M314D was constitutively open
When the other negatively charged amino acid (aspartic acid) was substituted into the M314 position, the channels were constitutively open. That is, in pH 7, M314D channels had appreciable open probability even with no Ca2+ and large hyperpolarization (Figs. 6 and S1). Ca2+, depolarization, or deprotonation each led to further channel activation (Fig. 6). Among all the tested conditions, M314D channels can only close in pH 5 (the lowest pH level attempted) (Fig. 6).
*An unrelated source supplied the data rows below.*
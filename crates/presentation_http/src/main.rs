//! Product catalog HTTP server
//!
//! Main entry point for the REST API server.

use std::{io, net::SocketAddr, sync::Arc, time::Duration};

use application::ProductService;
use infrastructure::{
    AppConfig, AsyncDatabase, AsyncDatabaseConfig, LogFormat, LoggingConfig,
    SqliteDatabaseHealth, SqliteProductRepository, init_logging,
};
use presentation_http::{
    RateLimits, ViewerAuthLayer, openapi::OPENAPI_JSON_PATH, routes, spawn_cleanup_task,
    state::AppState,
};
use tokio::{net::TcpListener, signal, sync::watch};
use tracing::{info, warn};

#[tokio::main]
async fn main() -> anyhow::Result<()> {
    // Load configuration
    let (config, load_error) = match AppConfig::load() {
        Ok(config) => (config, None),
        Err(e) => (AppConfig::default(), Some(e)),
    };

    // Initialize tracing
    init_logging(&LoggingConfig {
        format: LogFormat::from_setting(&config.server.log_format),
        ..LoggingConfig::default()
    })?;

    info!("Catalog server v{} starting...", env!("CARGO_PKG_VERSION"));
    if let Some(e) = load_error {
        warn!("Failed to load config, using defaults: {}", e);
    }

    info!(
        environment = %config.environment,
        host = %config.server.host,
        port = %config.server.port,
        database = %config.database.path,
        "Configuration loaded"
    );
    for warning in config.security_warnings() {
        warn!("{warning}");
    }

    // Initialize persistence
    let database = AsyncDatabase::new(&AsyncDatabaseConfig::from_config(&config.database)).await?;
    if config.database.run_migrations {
        database.migrate().await?;
        info!("Database migrations applied");
    }

    let repository = Arc::new(SqliteProductRepository::new(database.pool().clone()));
    let health = Arc::new(SqliteDatabaseHealth::new(database.pool().clone()));
    let product_service = ProductService::new(repository).with_database_health(health);

    // Rate limiting and authentication
    let rate_config = &config.security.rate_limit;
    let limits = RateLimits::from_config(rate_config);
    let cleanup = limits.is_enabled().then(|| {
        spawn_cleanup_task(
            limits.state(),
            Duration::from_secs(rate_config.cleanup_interval_secs.max(1)),
            Duration::from_secs(rate_config.cleanup_max_age_secs),
        )
    });
    let auth = ViewerAuthLayer::from_api_keys(&config.security.api_keys);

    let addr = config.server.bind_address();
    let shutdown_timeout = Duration::from_secs(config.server.shutdown_timeout_secs.unwrap_or(30));

    // Build router
    let state = AppState::new(product_service, config);
    let app = routes::create_app(state, &limits, &auth);

    // Start server
    let listener = TcpListener::bind(&addr).await?;

    info!("Server listening on http://{}", addr);
    info!("API docs: http://{}{}", addr, OPENAPI_JSON_PATH);

    let (shutdown_tx, shutdown_rx) = watch::channel(false);
    let server = axum::serve(
        listener,
        app.into_make_service_with_connect_info::<SocketAddr>(),
    )
    .with_graceful_shutdown(async move {
        shutdown_signal().await;
        let _ = shutdown_tx.send(true);
    });
    drain_with_timeout(server.into_future(), shutdown_rx, shutdown_timeout).await?;

    if let Some(handle) = cleanup {
        handle.abort();
    }
    database.close().await;

    info!("Server shutdown complete");

    Ok(())
}

/// Run `server` to completion; once `shutdown` fires, open connections get
/// `grace` to finish before they are dropped
async fn drain_with_timeout<F>(
    server: F,
    mut shutdown: watch::Receiver<bool>,
    grace: Duration,
) -> io::Result<()>
where
    F: Future<Output = io::Result<()>>,
{
    let mut server = std::pin::pin!(server);

    tokio::select! {
        result = &mut server => return result,
        _ = shutdown.changed() => {}
    }

    info!("Waiting up to {:?} for connections to close...", grace);
    if let Ok(result) = tokio::time::timeout(grace, server).await {
        result
    } else {
        warn!("Shutdown timeout elapsed, dropping remaining connections");
        Ok(())
    }
}

/// Wait for shutdown signals (SIGINT, SIGTERM)
async fn shutdown_signal() {
    let ctrl_c = async {
        if let Err(e) = signal::ctrl_c().await {
            tracing::error!("Failed to install Ctrl+C handler: {}", e);
        }
    };

    #[cfg(unix)]
    let terminate = async {
        match signal::unix::signal(signal::unix::SignalKind::terminate()) {
            Ok(mut signal) => {
                signal.recv().await;
            },
            Err(e) => {
                tracing::error!("Failed to install SIGTERM handler: {}", e);
                std::future::pending::<()>().await;
            },
        }
    };

    #[cfg(not(unix))]
    let terminate = std::future::pending::<()>();

    tokio::select! {
        () = ctrl_c => {
            info!("Received Ctrl+C, initiating graceful shutdown...");
        }
        () = terminate => {
            info!("Received SIGTERM, initiating graceful shutdown...");
        }
    }
}
//! Application-level errors

use domain::DomainError;
use thiserror::Error;

/// Errors that can occur in the application layer
#[derive(Debug, Error)]
pub enum ApplicationError {
    /// Domain-level error
    #[error(transparent)]
    Domain(#[from] DomainError),

    /// Requested record does not exist or is hidden from the caller
    #[error("Not found: {0}")]
    NotFound(String),

    /// Request is well-formed but cannot be carried out
    #[error("Invalid operation: {0}")]
    InvalidOperation(String),

    /// Internal error
    #[error("Internal error: {0}")]
    Internal(String),
}
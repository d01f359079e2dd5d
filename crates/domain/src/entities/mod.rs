//! Domain entities

mod product;

pub use product::{NewProduct, Product, ProductChanges, timestamp_now};
//! API error handling
//!
//! Every failure leaves the server as the envelope
//! `{"success": false, "error": "...", "errors": {...}}`. Internal details are
//! logged and never sent to the caller.

use std::collections::BTreeMap;

use application::ApplicationError;
use axum::{
    Json,
    http::{HeaderValue, StatusCode, header::RETRY_AFTER},
    response::{IntoResponse, Response},
};
use serde::Serialize;
use thiserror::Error;
use utoipa::ToSchema;
use validator::ValidationErrors;

use crate::middleware::rate_limit::RATE_LIMIT_REMAINING_HEADER;

/// Field path to the messages describing what is wrong with it
pub type FieldErrors = BTreeMap<String, Vec<String>>;

/// API error type
#[derive(Debug, Error)]
pub enum ApiError {
    #[error("Validation failed")]
    Validation(FieldErrors),

    #[error("Invalid request body: {0}")]
    InvalidBody(String),

    #[error("Bad request: {0}")]
    BadRequest(String),

    #[error("Unauthorized")]
    Unauthorized,

    #[error("Not found: {0}")]
    NotFound(String),

    #[error("Rate limited, retry in {retry_after_secs}s")]
    RateLimited { retry_after_secs: u64 },

    #[error("Internal error: {0}")]
    Internal(String),
}

impl ApiError {
    /// Not-found error for the catalog's only resource
    pub fn product_not_found() -> Self {
        Self::NotFound("Product not found".to_string())
    }

    pub const fn status_code(&self) -> StatusCode {
        match self {
            Self::Validation(_) | Self::InvalidBody(_) | Self::BadRequest(_) => {
                StatusCode::BAD_REQUEST
            },
            Self::Unauthorized => StatusCode::UNAUTHORIZED,
            Self::NotFound(_) => StatusCode::NOT_FOUND,
            Self::RateLimited { .. } => StatusCode::TOO_MANY_REQUESTS,
            Self::Internal(_) => StatusCode::INTERNAL_SERVER_ERROR,
        }
    }
}

/// Success envelope
#[derive(Debug, Clone, Serialize, ToSchema)]
pub struct ApiResponse<T> {
    /// Always `true`
    pub success: bool,
    pub data: T,
}

impl<T> ApiResponse<T> {
    pub const fn new(data: T) -> Self {
        Self {
            success: true,
            data,
        }
    }
}

/// Failure envelope
#[derive(Debug, Clone, Serialize, ToSchema)]
pub struct ErrorResponse {
    /// Always `false`
    pub success: bool,
    /// Human readable summary
    pub error: String,
    /// Per-field messages, present on validation failures
    #[serde(skip_serializing_if = "Option::is_none")]
    pub errors: Option<FieldErrors>,
}

impl ErrorResponse {
    pub fn new(error: impl Into<String>) -> Self {
        Self {
            success: false,
            error: error.into(),
            errors: None,
        }
    }

    #[must_use]
    pub fn with_errors(mut self, errors: FieldErrors) -> Self {
        self.errors = Some(errors);
        self
    }
}

impl IntoResponse for ApiError {
    fn into_response(self) -> Response {
        let status = self.status_code();
        let body = match self {
            Self::Validation(errors) => {
                ErrorResponse::new("Validation failed").with_errors(errors)
            },
            Self::InvalidBody(detail) => {
                let mut errors = FieldErrors::new();
                errors.insert("body".to_string(), vec![detail]);
                ErrorResponse::new("Invalid request body").with_errors(errors)
            },
            Self::BadRequest(msg) | Self::NotFound(msg) => ErrorResponse::new(msg),
            Self::Unauthorized => ErrorResponse::new("Unauthorized"),
            Self::RateLimited { retry_after_secs } => {
                let mut response = (
                    status,
                    Json(ErrorResponse::new("Rate limit exceeded. Try again later.")),
                )
                    .into_response();
                let headers = response.headers_mut();
                headers.insert(RETRY_AFTER, HeaderValue::from(retry_after_secs));
                headers.insert(RATE_LIMIT_REMAINING_HEADER, HeaderValue::from_static("0"));
                return response;
            },
            Self::Internal(msg) => {
                tracing::error!(error = %msg, "Internal server error");
                ErrorResponse::new("Internal server error")
            },
        };

        (status, Json(body)).into_response()
    }
}

impl From<ApplicationError> for ApiError {
    fn from(err: ApplicationError) -> Self {
        match err {
            ApplicationError::NotFound(_) => Self::product_not_found(),
            ApplicationError::Domain(e) => Self::BadRequest(e.to_string()),
            ApplicationError::InvalidOperation(msg) => Self::BadRequest(msg),
            ApplicationError::Internal(msg) => Self::Internal(msg),
        }
    }
}

impl From<ValidationErrors> for ApiError {
    fn from(errors: ValidationErrors) -> Self {
        let mut fields = FieldErrors::new();
        for (field, field_errors) in errors.field_errors() {
            let messages = fields.entry(field.to_string()).or_default();
            for error in field_errors {
                messages.push(
                    error
                        .message
                        .as_ref()
                        .map_or_else(|| error.code.to_string(), ToString::to_string),
                );
            }
        }
        Self::Validation(fields)
    }
}
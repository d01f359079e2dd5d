//! Product storage port
//!
//! Defines the persistence operations the catalog needs. The SQLite adapter
//! in the infrastructure layer implements this port.

use async_trait::async_trait;
use chrono::{DateTime, Utc};
use domain::{Product, ProductChanges, ProductId, ProductStatus};
#[cfg(test)]
use mockall::automock;

use crate::error::ApplicationError;

/// Row filter shared by page and count queries
#[derive(Debug, Clone, Default, PartialEq, Eq)]
pub struct ProductFilter {
    /// Exact status match
    pub status: Option<ProductStatus>,
    /// Case-insensitive exact category match
    pub category: Option<String>,
    /// Case-insensitive substring of name or description
    pub search: Option<String>,
}

impl ProductFilter {
    #[must_use]
    pub const fn with_status(mut self, status: ProductStatus) -> Self {
        self.status = Some(status);
        self
    }

    #[must_use]
    pub fn with_category(mut self, category: impl Into<String>) -> Self {
        self.category = Some(category.into());
        self
    }

    #[must_use]
    pub fn with_search(mut self, search: impl Into<String>) -> Self {
        self.search = Some(search.into());
        self
    }
}

/// Sortable product column
#[derive(Debug, Clone, Copy, PartialEq, Eq, Hash, Default)]
pub enum SortField {
    Name,
    Price,
    #[default]
    CreatedAt,
    Stock,
}

impl SortField {
    /// Wire name as used in `sortBy`
    pub const fn as_str(&self) -> &'static str {
        match self {
            Self::Name => "name",
            Self::Price => "price",
            Self::CreatedAt => "createdAt",
            Self::Stock => "stock",
        }
    }
}

impl std::str::FromStr for SortField {
    type Err = ApplicationError;

    fn from_str(s: &str) -> Result<Self, Self::Err> {
        match s {
            "name" => Ok(Self::Name),
            "price" => Ok(Self::Price),
            "createdAt" => Ok(Self::CreatedAt),
            "stock" => Ok(Self::Stock),
            other => Err(ApplicationError::InvalidOperation(format!(
                "Unknown sort field: {other}"
            ))),
        }
    }
}

/// Sort direction
#[derive(Debug, Clone, Copy, PartialEq, Eq, Hash, Default)]
pub enum SortOrder {
    Asc,
    #[default]
    Desc,
}

impl SortOrder {
    pub const fn as_str(&self) -> &'static str {
        match self {
            Self::Asc => "asc",
            Self::Desc => "desc",
        }
    }
}

impl std::str::FromStr for SortOrder {
    type Err = ApplicationError;

    fn from_str(s: &str) -> Result<Self, Self::Err> {
        match s {
            "asc" => Ok(Self::Asc),
            "desc" => Ok(Self::Desc),
            other => Err(ApplicationError::InvalidOperation(format!(
                "Unknown sort order: {other}"
            ))),
        }
    }
}

/// Ordering of a product page. Ties are broken by id in the same direction.
#[derive(Debug, Clone, Copy, PartialEq, Eq, Hash, Default)]
pub struct ProductSort {
    pub field: SortField,
    pub order: SortOrder,
}

impl ProductSort {
    pub const fn new(field: SortField, order: SortOrder) -> Self {
        Self { field, order }
    }
}

/// Port for product persistence
#[cfg_attr(test, automock)]
#[async_trait]
pub trait ProductRepository: Send + Sync {
    /// Insert a new product
    async fn insert(&self, product: &Product) -> Result<(), ApplicationError>;

    /// Look up a product, optionally requiring a status
    async fn find_by_id(
        &self,
        id: &ProductId,
        status: Option<ProductStatus>,
    ) -> Result<Option<Product>, ApplicationError>;

    /// Fetch one page of matching products
    async fn find_page(
        &self,
        filter: &ProductFilter,
        sort: ProductSort,
        offset: u64,
        limit: u32,
    ) -> Result<Vec<Product>, ApplicationError>;

    /// Count all matching products
    async fn count(&self, filter: &ProductFilter) -> Result<u64, ApplicationError>;

    /// Apply changes atomically and return the updated row, `None` if the id is unknown
    async fn update(
        &self,
        id: &ProductId,
        changes: &ProductChanges,
        updated_at: DateTime<Utc>,
    ) -> Result<Option<Product>, ApplicationError>;

    /// Hard delete; returns whether a row was removed
    async fn delete(&self, id: &ProductId) -> Result<bool, ApplicationError>;

    /// Distinct non-null categories among products with `status`
    async fn distinct_categories(
        &self,
        status: ProductStatus,
    ) -> Result<Vec<String>, ApplicationError>;
}

#[cfg(test)]
mod tests {
    use super::*;

    #[test]
    fn trait_is_object_safe_and_send_sync() {
        fn assert_send_sync<T: Send + Sync + ?Sized>() {}
        assert_send_sync::<dyn ProductRepository>();
    }

    #[test]
    fn sort_field_parses_wire_names() {
        for field in [
            SortField::Name,
            SortField::Price,
            SortField::CreatedAt,
            SortField::Stock,
        ] {
            assert_eq!(field.as_str().parse::<SortField>().unwrap(), field);
        }
        assert!("created_at".parse::<SortField>().is_err());
    }

    #[test]
    fn sort_order_parses() {
        assert_eq!("asc".parse::<SortOrder>().unwrap(), SortOrder::Asc);
        assert_eq!("desc".parse::<SortOrder>().unwrap(), SortOrder::Desc);
        assert!("DESC".parse::<SortOrder>().is_err());
    }

    #[test]
    fn default_sort_is_newest_first() {
        let sort = ProductSort::default();
        assert_eq!(sort.field, SortField::CreatedAt);
        assert_eq!(sort.order, SortOrder::Desc);
    }

    #[test]
    fn filter_builder() {
        let filter = ProductFilter::default()
            .with_status(ProductStatus::Active)
            .with_category("Home")
            .with_search("vase");
        assert_eq!(filter.status, Some(ProductStatus::Active));
        assert_eq!(filter.category.as_deref(), Some("Home"));
        assert_eq!(filter.search.as_deref(), Some("vase"));
    }
}
//! Logging infrastructure

mod logging;

pub use logging::{LogFormat, LoggingConfig, LoggingError, init_logging};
As in the other single 314 mutants, there are probably two separate, proton-mediated mechanisms in M314D. One is the hydrolyzing condition of the substituted aspartate, which pH 5 should bias toward neutralizing. The other is the hydrolyzing condition of the RCK1 histidines, which pH 5 should bias toward charging. In 0 Ca2+, pH 5 should cause a leftward G-V shift via RCK1 and a rightward shift via 314D. It seems that the balance of the two mechanisms eventually led to a rightward shift, with the 314D mechanism dominating. In 200 µM Ca2+, both of these mechanisms should lead to a rightward G-V shift in pH 5, as seen.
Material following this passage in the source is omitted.